■ Your goal
Beneath this line are the data; copy exactly the part of them that opens with the line containing "let mut map" and closes with the line containing "#[error(transparent)]", and only that part.

■ Data under study

_ _ _

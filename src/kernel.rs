//! Kernel-side benchmark: two modules and a sysfs counter interface.
//!
//! Writing a loop count to `count` and reading `time` fires the trivial
//! tracepoint `count` times on every online CPU and reports the summed
//! duration in microseconds.

use std::fs;
use std::path::{Path, PathBuf};
use std::process::Command;

use log::{info, warn};

use crate::command::checked_output;
use crate::error::Result;

pub const BENCH_SYSFS: &str = "/sys/kernel/lttng_benchmark";
pub const SYS_MODULE_ROOT: &str = "/sys/module";

#[derive(Clone, Debug)]
pub struct KernelModule {
    path: PathBuf,
    name: String,
    sys_module_root: PathBuf,
}

impl KernelModule {
    pub fn new(path: impl Into<PathBuf>) -> Self {
        let path = path.into();
        let name = path
            .file_stem()
            .map(|s| s.to_string_lossy().into_owned())
            .unwrap_or_default();
        Self {
            path,
            name,
            sys_module_root: PathBuf::from(SYS_MODULE_ROOT),
        }
    }

    pub fn with_sys_module_root(mut self, root: impl Into<PathBuf>) -> Self {
        self.sys_module_root = root.into();
        self
    }

    pub fn name(&self) -> &str {
        &self.name
    }

    pub fn is_loaded(&self) -> bool {
        self.sys_module_root.join(&self.name).exists()
    }

    /// Returns whether the module had to be inserted.
    pub fn load(&self) -> Result<bool> {
        if self.is_loaded() {
            return Ok(false);
        }
        checked_output(Command::new("insmod").arg(&self.path))?;
        info!("loaded {}", self.name);
        Ok(true)
    }

    pub fn unload(&self) -> Result<()> {
        if !self.is_loaded() {
            return Ok(());
        }
        checked_output(Command::new("rmmod").arg(&self.name))?;
        info!("unloaded {}", self.name);
        Ok(())
    }
}

/// Drives the benchmark module. Modules inserted by this value are removed
/// again when it drops.
pub struct KernelBench {
    main: KernelModule,
    probe: KernelModule,
    sysfs: PathBuf,
    inserted: Vec<KernelModule>,
}

impl KernelBench {
    /// Modules are expected as `<module_dir>/lttng_benchmark.ko` and
    /// `<module_dir>/lttng_benchmark_probe.ko`.
    pub fn new(module_dir: &Path) -> Self {
        Self::with_modules(
            KernelModule::new(module_dir.join("lttng_benchmark.ko")),
            KernelModule::new(module_dir.join("lttng_benchmark_probe.ko")),
            BENCH_SYSFS,
        )
    }

    pub fn with_modules(main: KernelModule, probe: KernelModule, sysfs: impl Into<PathBuf>) -> Self {
        Self {
            main,
            probe,
            sysfs: sysfs.into(),
            inserted: Vec::new(),
        }
    }

    fn load_modules(&mut self) -> Result<()> {
        for module in [&self.main, &self.probe] {
            if module.load()? {
                self.inserted.push(module.clone());
            }
        }
        Ok(())
    }

    /// Run the in-kernel loop `count` times per CPU; returns seconds.
    pub fn benchmark(&mut self, count: u64) -> Result<f64> {
        self.load_modules()?;
        fs::write(self.sysfs.join("count"), count.to_string())?;
        let time = fs::read_to_string(self.sysfs.join("time"))?;
        let micros: f64 = time.trim().parse().map_err(|e| {
            std::io::Error::new(
                std::io::ErrorKind::InvalidData,
                format!("bad benchmark time {time:?}: {e}"),
            )
        })?;
        Ok(micros / 1e6)
    }

    /// Tracepoints fired by the module.
    pub fn events(&self) -> Result<Vec<String>> {
        Ok(fs::read_to_string(self.sysfs.join("events"))?
            .lines()
            .map(str::trim_end)
            .filter(|l| !l.is_empty())
            .map(String::from)
            .collect())
    }

    /// Remove the modules inserted by [`KernelBench::benchmark`], probe
    /// first. Modules that were already loaded are left alone.
    pub fn unload_modules(&mut self) -> Result<()> {
        while let Some(module) = self.inserted.pop() {
            module.unload()?;
        }
        Ok(())
    }
}

impl Drop for KernelBench {
    fn drop(&mut self) {
        if let Err(e) = self.unload_modules() {
            warn!("failed to unload kernel modules: {e}");
        }
    }
}
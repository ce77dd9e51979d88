use std::collections::BTreeMap;

use serde::ser::SerializeMap;
use serde::{Deserialize, Serialize, Serializer};

use crate::error::{Error, Result};

/// One benchmark pair: an uninstrumented binary and its instrumented twin.
///
/// Argument lists are passed to the runner binary, which execs `args[0]`.
#[derive(Debug, Clone, PartialEq, Eq, Serialize, Deserialize)]
pub struct BenchmarkSpec {
    pub baseline: Vec<String>,
    pub ust: Vec<String>,

    /// Iteration count; passed as the last argument and used as the divisor
    /// for per-event overhead. Without it only start-up cost is measured.
    #[serde(default, skip_serializing_if = "Option::is_none")]
    pub nr_loops: Option<u64>,

    #[serde(default = "default_tp_per_loop")]
    pub tp_per_loop: u64,
}

fn default_tp_per_loop() -> u64 {
    1
}

impl BenchmarkSpec {
    pub fn new(baseline: &str, ust: &str) -> Self {
        Self {
            baseline: vec![baseline.to_string()],
            ust: vec![ust.to_string()],
            nr_loops: None,
            tp_per_loop: default_tp_per_loop(),
        }
    }

    pub fn with_loops(mut self, nr_loops: u64) -> Self {
        self.nr_loops = Some(nr_loops);
        self
    }

    pub fn with_tp_per_loop(mut self, tp_per_loop: u64) -> Self {
        self.tp_per_loop = tp_per_loop;
        self
    }

    fn loop_args(&self) -> Vec<String> {
        self.nr_loops.map(|n| n.to_string()).into_iter().collect()
    }

    pub fn baseline_args(&self) -> Vec<String> {
        let mut args = self.baseline.clone();
        args.extend(self.loop_args());
        args
    }

    pub fn ust_args(&self) -> Vec<String> {
        let mut args = self.ust.clone();
        args.extend(self.loop_args());
        args
    }

    /// Number of tracepoints fired by one run, if the run loops at all.
    pub fn nr_events(&self) -> Option<u64> {
        self.nr_loops.map(|n| n.saturating_mul(self.tp_per_loop))
    }
}

/// Timestamps (seconds) printed by one benchmarked process.
///
/// `start`/`end` only exist when the binary ran its loop.
#[derive(Debug, Clone, Copy, Default, PartialEq, Serialize, Deserialize)]
pub struct TimingRecord {
    pub exec: Option<f64>,
    pub main: Option<f64>,
    pub start: Option<f64>,
    pub end: Option<f64>,
}

fn field(value: Option<f64>, field: &'static str) -> Result<f64> {
    value.ok_or(Error::MissingField { field })
}

impl TimingRecord {
    /// Time between `exec()` and entering `main()`.
    pub fn startup(&self) -> Result<f64> {
        Ok(field(self.main, "main")? - field(self.exec, "exec")?)
    }

    /// Time spent in the benchmark loop.
    pub fn run(&self) -> Result<f64> {
        Ok(field(self.end, "end")? - field(self.start, "start")?)
    }
}

/// The runner prints one record per child it spawned (one per online CPU).
#[derive(Debug, Clone, Deserialize)]
#[serde(untagged)]
pub enum RunnerOutput {
    Many(Vec<TimingRecord>),
    One(TimingRecord),
}

impl RunnerOutput {
    pub fn into_records(self) -> Vec<TimingRecord> {
        match self {
            RunnerOutput::Many(records) => records,
            RunnerOutput::One(record) => vec![record],
        }
    }
}

#[derive(Debug, Clone, PartialEq, Serialize)]
pub struct BaselineResult {
    pub args: Vec<String>,
    pub start_time: f64,
    pub run_time: Option<f64>,
}

#[derive(Debug, Clone, PartialEq, Serialize)]
pub struct UstResult {
    pub args: Vec<String>,
    pub start_time: f64,
    pub run_time: Option<f64>,
    pub ns_per_event: Option<f64>,
    pub start_overhead_s: f64,
    pub start_overhead_pct: Option<f64>,

    /// Events found in the trace, when traces are read back.
    #[serde(skip_serializing_if = "Option::is_none")]
    pub event_count: Option<u64>,
}

#[derive(Debug, Clone, PartialEq, Serialize)]
pub struct UstMeasurement {
    pub baseline: BaselineResult,
    pub tracing_disabled: UstResult,
    pub tracing_enabled: UstResult,
}

#[derive(Debug, Clone, PartialEq, Serialize)]
pub struct KernelBaseline {
    pub run_time: f64,
}

#[derive(Debug, Clone, PartialEq, Serialize)]
pub struct KernelTraced {
    pub run_time: f64,
    pub ns_per_event: f64,
}

#[derive(Debug, Clone, PartialEq, Serialize)]
pub struct KernelMeasurement {
    pub baseline: KernelBaseline,
    pub tracing_enabled: KernelTraced,
}

#[derive(Debug, Clone, PartialEq, Serialize)]
#[serde(untagged)]
pub enum PassResult {
    Ust(UstMeasurement),
    Kernel(KernelMeasurement),
}

/// One repetition of one named benchmark. Serializes as `{name: result}`.
#[derive(Debug, Clone, PartialEq)]
pub struct Pass {
    pub name: String,
    pub result: PassResult,
}

impl Serialize for Pass {
    fn serialize<S: Serializer>(&self, serializer: S) -> std::result::Result<S::Ok, S::Error> {
        let mut map = serializer.serialize_map(Some(1))?;
        map.serialize_entry(&self.name, &self.result)?;
        map.end()
    }
}

#[derive(Debug, Clone, Serialize, Deserialize)]
pub struct RunMeta {
    pub schema_version: u32,
    pub bench_version: String,
    pub profile: String,
    pub full_passes: usize,
    pub fast_passes: usize,
    pub timestamp_utc: String,
    pub git_sha: Option<String>,
}

#[derive(Debug, Clone, Default, PartialEq, Eq, Serialize, Deserialize)]
pub struct PlatformInfo {
    pub system: String,
    pub node: String,
    pub release: String,
    pub version: String,
    pub machine: String,
    pub processor: String,
}

/// Everything written to the structured dump, keyed by `"<n>_cpus"`.
#[derive(Debug, Clone, Serialize)]
pub struct BenchReport {
    pub run: RunMeta,
    pub data: BTreeMap<String, Vec<Pass>>,
    pub average: BTreeMap<String, BTreeMap<String, f64>>,
    pub platform: PlatformInfo,
}
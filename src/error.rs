use std::io;
use std::process::ExitStatus;

/// Everything that can abort a benchmark run.
#[derive(Debug, thiserror::Error)]
pub enum Error {
    /// A tracing control operation (create/enable/start/stop/destroy) failed.
    #[error("LTTng: {op}: {message}")]
    Tracing { op: &'static str, message: String },

    #[error("failed to spawn `{program}`: {source}")]
    Spawn {
        program: String,
        #[source]
        source: io::Error,
    },

    #[error("`{program}` exited with {status}: {stderr}")]
    CommandFailed {
        program: String,
        status: ExitStatus,
        stderr: String,
    },

    #[error("malformed benchmark output: {0}")]
    Json(#[from] serde_json::Error),

    #[error("timing record has no `{field}` field")]
    MissingField { field: &'static str },

    #[error("CPU hot-plug: {0}")]
    Cpu(String),

    #[error("trace at {path} is not readable yet: {reason}")]
    TraceNotReady { path: String, reason: String },

    #[error(transparent)]
    Io(#[from] io::Error),

    #[error("interrupted")]
    Interrupted,
}

pub type Result<T> = std::result::Result<T, Error>;

impl Error {
    pub(crate) fn tracing(op: &'static str, message: impl Into<String>) -> Self {
        Error::Tracing {
            op,
            message: message.into(),
        }
    }
}
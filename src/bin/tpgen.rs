use clap::error::ErrorKind;
use clap::Parser;
use log::error;
use lttng_ust_bench::tpgen::{self, DEFAULT_SEED, HEADER_FILE};
use std::path::PathBuf;
use std::process::ExitCode;

#[derive(Parser, Debug)]
#[command(name = "tpgen")]
#[command(about = "Generate random LTTng-UST tracepoint definitions")]
struct Args {
    /// Number of tracepoints to generate.
    num_tp: usize,

    #[arg(long, default_value_t = DEFAULT_SEED)]
    seed: u64,

    /// Directory receiving the `.tp` files and the aggregating header.
    #[arg(long, short = 'o', value_name = "DIR", default_value = ".")]
    out_dir: PathBuf,
}

fn main() -> ExitCode {
    let args = match Args::try_parse() {
        Ok(args) => args,
        Err(e) if matches!(e.kind(), ErrorKind::DisplayHelp | ErrorKind::DisplayVersion) => e.exit(),
        Err(e) => {
            let _ = e.print();
            return ExitCode::from(1);
        }
    };
    env_logger::Builder::from_env(env_logger::Env::default().default_filter_or("info")).init();

    let tracepoints = tpgen::generate(args.num_tp, args.seed);
    if let Err(e) = tpgen::write_all(&args.out_dir, &tracepoints) {
        error!("writing to {}: {e}", args.out_dir.display());
        return ExitCode::FAILURE;
    }

    eprintln!(
        "Wrote {} tracepoint definitions and {} to {}",
        tracepoints.len(),
        HEADER_FILE,
        args.out_dir.display()
    );
    ExitCode::SUCCESS
}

_ _ _

■ Result
        let mut map = serializer.serialize_map(Some(1))?;
        map.serialize_entry(&self.name, &self.result)?;
        map.end()
    }
}

#[derive(Debug, Clone, Serialize, Deserialize)]
pub struct RunMeta {
    pub schema_version: u32,
    pub bench_version: String,
    pub profile: String,
    pub full_passes: usize,
    pub fast_passes: usize,
    pub timestamp_utc: String,
    pub git_sha: Option<String>,
}

#[derive(Debug, Clone, Default, PartialEq, Eq, Serialize, Deserialize)]
pub struct PlatformInfo {
    pub system: String,
    pub node: String,
    pub release: String,
    pub version: String,
    pub machine: String,
    pub processor: String,
}

/// Everything written to the structured dump, keyed by `"<n>_cpus"`.
#[derive(Debug, Clone, Serialize)]
pub struct BenchReport {
    pub run: RunMeta,
    pub data: BTreeMap<String, Vec<Pass>>,
    pub average: BTreeMap<String, BTreeMap<String, f64>>,
    pub platform: PlatformInfo,
}
filename src/error.rs
use std::io;
use std::process::ExitStatus;

/// Everything that can abort a benchmark run.
#[derive(Debug, thiserror::Error)]
pub enum Error {
    /// A tracing control operation (create/enable/start/stop/destroy) failed.
    #[error("LTTng: {op}: {message}")]
    Tracing { op: &'static str, message: String },

    #[error("failed to spawn `{program}`: {source}")]
    Spawn {
        program: String,
        #[source]
        source: io::Error,
    },

    #[error("`{program}` exited with {status}: {stderr}")]
    CommandFailed {
        program: String,
        status: ExitStatus,
        stderr: String,
    },

    #[error("malformed benchmark output: {0}")]
    Json(#[from] serde_json::Error),

    #[error("timing record has no `{field}` field")]
    MissingField { field: &'static str },

    #[error("CPU hot-plug: {0}")]
    Cpu(String),

    #[error("trace at {path} is not readable yet: {reason}")]
    TraceNotReady { path: String, reason: String },

    #[error(transparent)]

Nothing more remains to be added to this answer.